About this exercise: Take the data below and copy exactly the lines starting at the one with "nothing inside them" and finishing at the one with "pub const AUTOFOCUS_ATTR: &str", both included.

[Stored dataset items]
BEGIN

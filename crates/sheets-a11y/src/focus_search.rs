#![forbid(unsafe_code)]

//! Focus target search within a subtree.
//!
//! Both searches walk descendants depth-first in pre-order (document order)
//! and return the first match. The subtree root itself is never returned.
//! Subtrees carrying the `inert` attribute are skipped: nothing inside them
//! can receive focus.

use sheets_core::{Dom, NodeId};

use crate::inert::INERT_ATTR;

/// Attribute flagging the preferred focus target of a sheet.
pub const AUTOFOCUS_ATTR: &str = "data-autofocus";

/// First keyboard-focusable descendant of `root` (tab index `>= 0`).
pub fn first_focusable(dom: &dyn Dom, root: NodeId) -> Option<NodeId> {
    find_descendant(dom, root, &|dom, node| dom.tab_index(node) >= 0)
}

/// First descendant of `root` flagged with [`AUTOFOCUS_ATTR`].
pub fn default_focus_target(dom: &dyn Dom, root: NodeId) -> Option<NodeId> {
    find_descendant(dom, root, &|dom, node| dom.has_attribute(node, AUTOFOCUS_ATTR))
}

fn find_descendant(
    dom: &dyn Dom,
    root: NodeId,
    matches: &dyn Fn(&dyn Dom, NodeId) -> bool,
) -> Option<NodeId> {
    let mut stack: Vec<NodeId> = dom.children(root).into_iter().rev().collect();
    while let Some(node) = stack.pop() {
        if dom.has_attribute(node, INERT_ATTR) {
            continue;
        }
        if matches(dom, node) {
            return Some(node);
        }
        stack.extend(dom.children(node).into_iter().rev());
    }
    None
}

#[cfg(test)]
mod tests {
    use super::*;
    use sheets_core::MemoryDom;

    /// ```text
    /// sheet
    /// ├── header
    /// │   └── h2
    /// ├── form
    /// │   ├── input        (first focusable, pre-order)
    /// │   └── button [data-autofocus]
    /// └── button
    /// ```
    fn sheet() -> (MemoryDom, NodeId, NodeId, NodeId, NodeId) {
        let mut dom = MemoryDom::new();
        let root = dom.document_root();
        let sheet = dom.append_new(root, "section");
        let header = dom.append_new(sheet, "header");
        dom.append_new(header, "h2");
        let form = dom.append_new(sheet, "form");
        let input = dom.append_new(form, "input");
        let submit = dom.append_new(form, "button");
        dom.set_attribute(submit, AUTOFOCUS_ATTR, "");
        let close = dom.append_new(sheet, "button");
        (dom, sheet, input, submit, close)
    }

    #[test]
    fn first_focusable_is_preorder() {
        let (dom, sheet, input, _, _) = sheet();
        assert_eq!(first_focusable(&dom, sheet), Some(input));
    }

    #[test]
    fn default_target_is_flagged_element() {
        let (dom, sheet, _, submit, _) = sheet();
        assert_eq!(default_focus_target(&dom, sheet), Some(submit));
    }

    #[test]
    fn root_is_never_returned() {
        let mut dom = MemoryDom::new();
        let root = dom.document_root();
        let button = dom.append_new(root, "button");
        assert_eq!(first_focusable(&dom, button), None);
    }

    #[test]
    fn inert_subtrees_are_skipped() {
        let (mut dom, sheet, _, submit, close) = sheet();
        let form = dom.parent(submit).expect("form");
        dom.set_attribute(form, INERT_ATTR, "");
        assert_eq!(first_focusable(&dom, sheet), Some(close));
        assert_eq!(default_focus_target(&dom, sheet), None);
    }

    #[test]
    fn negative_tabindex_is_not_keyboard_focusable() {
        let mut dom = MemoryDom::new();
        let root = dom.document_root();
        let sheet = dom.append_new(root, "section");
        let skipped = dom.append_new(sheet, "button");
        dom.set_attribute(skipped, "tabindex", "-1");
        let target = dom.append_new(sheet, "div");
        dom.set_attribute(target, "tabindex", "0");
        assert_eq!(first_focusable(&dom, sheet), Some(target));
    }
}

END

Reply:
//! Subtrees carrying the `inert` attribute are skipped: nothing inside them
//! can receive focus.

use sheets_core::{Dom, NodeId};

use crate::inert::INERT_ATTR;

/// Attribute flagging the preferred focus target of a sheet.
pub const AUTOFOCUS_ATTR: &str = "data-autofocus";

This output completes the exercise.